Memory is a powerful force, and beer can take you to all sorts of specific times of celebration, sadness, or even simplicity. Specific brands can be the instigator (say what you will about the macro beers, but the consistency of some brands over the years is to be admired), or just a certain style of beer. But either way revisiting precious memories with beer, and making new ones, is a wonderful experience.

Beer is Travel

I don’t know about you, but the pandemic has given me an overwhelming case of wanderlust. All of my friends are scattered throughout the globe and I want to see every single one of them. It would also be nice to get the chance to go somewhere new. For now though, the closest approximation to travel comes in the form of taste via the import section of my local liquor store. After all, one of the first rules of getting an authentic travel experience is to eat what the locals eat. Drinking is no different.

Starting with the basic ingredients, beer can be hyper specific regarding location. A good Czech pilsner is practically defined by the soft water profile local to the city of Plzeň. German lagers and altbiers would be vastly different without the noble hop variety of Hallertau, named for the region in Bavaria it’s grown.

And it’s fun to see a style that originated in a certain region pair marvellously with the local food. A classic gueuze, with its dry tartness and sharp acidity, goes wonderfully with the famous but simple Belgian dish moules-frites or with goat cheese brought in from Belgium’s close neighbours in France.

Beyond the specific ingredients and styles, a beer gives you a snapshot of a brewery and its relationship to the world. Going to a taproom or bar in a new area and asking the age-old question of “what’s good?” opens up the chance to see what the people around you are enjoying. You can learn a hell of a lot about a place by drinking its beer.

Beer is Fun

It’s important to note, after all of the think pieces, online arguments, and navel gazing surrounding beer that it can actually be quite a silly and fun beverage most of the time.

I mean, the drink has arguably existed since the dawn of civilization. Even with the simple four ingredients of hops, malt, water, and yeast we are still coming up with new ways to make it, switching out ingredients, adding new ones, altering the amounts that are put in, and just finding unique ways to brew, ferment, age, and enjoy it. We have the ability to drink the longstanding beers that have stood by us since the 1940s while also experiencing a one-off beer that will be forgotten within a week.

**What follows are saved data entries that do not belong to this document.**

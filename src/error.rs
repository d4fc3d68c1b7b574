//! Error types for the edgequake-office2pdf library.
//!
//! Two distinct error types reflect two distinct failure modes:
//!
//! * [`Office2PdfError`] is **fatal**: the batch cannot run at all (missing
//!   source root, destination root not creatable, bad configuration). Returned
//!   as `Err(Office2PdfError)` from [`crate::batch::BatchRunner::run`] and
//!   friends.
//!
//! * [`AttemptError`] is **non-fatal**: one backend adapter could not convert
//!   one file. Stored in [`crate::output::AttemptRecord`] and never propagated;
//!   the orchestrator simply moves on to the next candidate adapter.
//!
//! A file whose every candidate failed is still not an `Err`: it becomes a
//! [`crate::output::ConversionOutcome::Failed`] in the run report, and the
//! batch keeps going.

use serde::{Deserialize, Serialize};
use std::path::PathBuf;
use thiserror::Error;

/// All fatal errors returned by the edgequake-office2pdf library.
#[derive(Debug, Error)]
pub enum Office2PdfError {
    // ── Tree errors ───────────────────────────────────────────────────────
    /// Source root does not exist.
    #[error("Source directory not found: '{path}'\nCheck the path exists and is readable.")]
    SourceNotFound { path: PathBuf },

    /// Source root exists but is a file.
    #[error("Source '{path}' is not a directory")]
    SourceNotDirectory { path: PathBuf },

    /// Destination root could not be created.
    #[error("Failed to create destination directory '{path}': {source}")]
    DestinationCreateFailed {
        path: PathBuf,
        #[source]
        source: std::io::Error,
    },

    // ── Config errors ─────────────────────────────────────────────────────
    /// Builder validation failed.
    #[error("Invalid configuration: {0}")]
    InvalidConfig(String),

    /// An adapter was registered against a format it does not handle, or twice
    /// in the same chain.
    #[error("Invalid registry: {0}")]
    InvalidRegistry(String),

    // ── Outcome gate ──────────────────────────────────────────────────────
    /// Some files could not be converted.
    ///
    /// Returned by [`crate::output::RunReport::into_result`] when the caller
    /// wants to treat any per-file failure as an error.
    #[error("{failed}/{total} files failed to convert")]
    FilesFailed { failed: usize, total: usize },

    // ── Catch-all ─────────────────────────────────────────────────────────
    /// Unexpected internal error.
    #[error("Internal error: {0}")]
    Internal(String),
}

/// A non-fatal error from a single adapter attempt.
///
/// The variant decides how the attempt is reported: `Unavailable` is
/// diagnostic only, everything else counts as a failed attempt.
#[derive(Debug, Clone, PartialEq, Eq, Error, Serialize, Deserialize)]
#[serde(tag = "kind", rename_all = "snake_case")]
pub enum AttemptError {
    /// The backend is not installed on this host.
    #[error("backend unavailable: {detail}")]
    Unavailable { detail: String },

    /// The backend ran and reported an error (bad input, non-zero exit, crash).
    #[error("backend failed: {detail}")]
    InvocationFailed { detail: String },

    /// The attempt exceeded its time budget. External processes are killed
    /// along with everything they started.
    #[error("backend timed out after {}", format_budget(.budget_ms))]
    TimedOut { budget_ms: u64 },

    /// Backend claimed success but the destination is missing or empty.
    #[error("adapter reported success but produced empty/missing output: {detail}")]
    ValidationFailed { detail: String },
}

impl AttemptError {
    pub fn unavailable(detail: impl Into<String>) -> Self {
        Self::Unavailable {
            detail: detail.into(),
        }
    }

    pub fn failed(detail: impl Into<String>) -> Self {
        Self::InvocationFailed {
            detail: detail.into(),
        }
    }

    pub fn timed_out(budget: std::time::Duration) -> Self {
        Self::TimedOut {
            budget_ms: u64::try_from(budget.as_millis()).unwrap_or(u64::MAX),
        }
    }

    /// `true` for `Unavailable`, which does not count as a failed attempt.
    pub fn is_unavailable(&self) -> bool {
        matches!(self, Self::Unavailable { .. })
    }
}

/// `120s`, `1.5s` or `250ms`.
fn format_budget(ms: &u64) -> String {
    match *ms {
        ms if ms % 1000 == 0 => format!("{}s", ms / 1000),
        ms if ms >= 1000 => format!("{:.1}s", ms as f64 / 1000.0),
        ms => format!("{ms}ms"),
    }
}

impl From<std::io::Error> for AttemptError {
    fn from(e: std::io::Error) -> Self {
        Self::failed(format!("I/O error: {e}"))
    }
}

#[cfg(test)]
mod tests {
    use super::*;

    #[test]
    fn files_failed_display() {
        let e = Office2PdfError::FilesFailed {
            failed: 2,
            total: 10,
        };
        assert!(e.to_string().contains("2/10"), "got: {e}");
    }

    #[test]
    fn timed_out_display() {
        let e = AttemptError::timed_out(std::time::Duration::from_secs(120));
        assert_eq!(e, AttemptError::TimedOut { budget_ms: 120_000 });
        assert!(e.to_string().ends_with("after 120s"), "got: {e}");
        assert!(!e.is_unavailable());
    }

    #[test]
    fn sub_second_budget_is_not_rounded_to_zero() {
        let e = AttemptError::timed_out(std::time::Duration::from_millis(250));
        assert!(e.to_string().ends_with("after 250ms"), "got: {e}");
        let e = AttemptError::timed_out(std::time::Duration::from_millis(1500));
        assert!(e.to_string().ends_with("after 1.5s"), "got: {e}");
    }

    #[test]
    fn unavailable_is_not_a_failure() {
        assert!(AttemptError::unavailable("pandoc not found").is_unavailable());
        assert!(!AttemptError::failed("exit code 1").is_unavailable());
    }

    #[test]
    fn attempt_error_serialises_with_kind_tag() {
        let json = serde_json::to_string(&AttemptError::ValidationFailed {
            detail: "0 bytes".into(),
        })
        .unwrap();
        assert!(json.contains(r#""kind":"validation_failed""#), "got: {json}");
    }

    #[test]
    fn io_error_becomes_invocation_failure() {
        let io = std::io::Error::new(std::io::ErrorKind::Other, "disk full");
        let e: AttemptError = io.into();
        assert!(matches!(e, AttemptError::InvocationFailed { .. }));
        assert!(e.to_string().contains("disk full"));
    }
}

Because of the relative ease of making small batch one-off beers, brewers have a lot of chances to get silly with experimentation. Want a beer with edible glitter? Throw it in the fermentation tank! Think it’ll be funny to brew a green sour beer with gelatin so you can make a Futurama “Slurm” reference? Go forth and realize your dream, friend! Will it be good? Probably not. Is it fun to try anyways because it’s goofy? Oh, yes. Will customers buy it simply for the fun novelty? Absolutely.

One can’t help but laugh at the breadth of range beer has.

In closing, I know that discussing the finer points on beer styles and technique are important but I really can’t stress enough that in order to better understand beer you have to know that beer is as much about its surroundings as the drink itself. Beer is about moments in time. Beer is about discovering new lands. Beer is about not being entirely serious. Most importantly though, beer is about us and the stories we create in this world as it quietly sits in the background.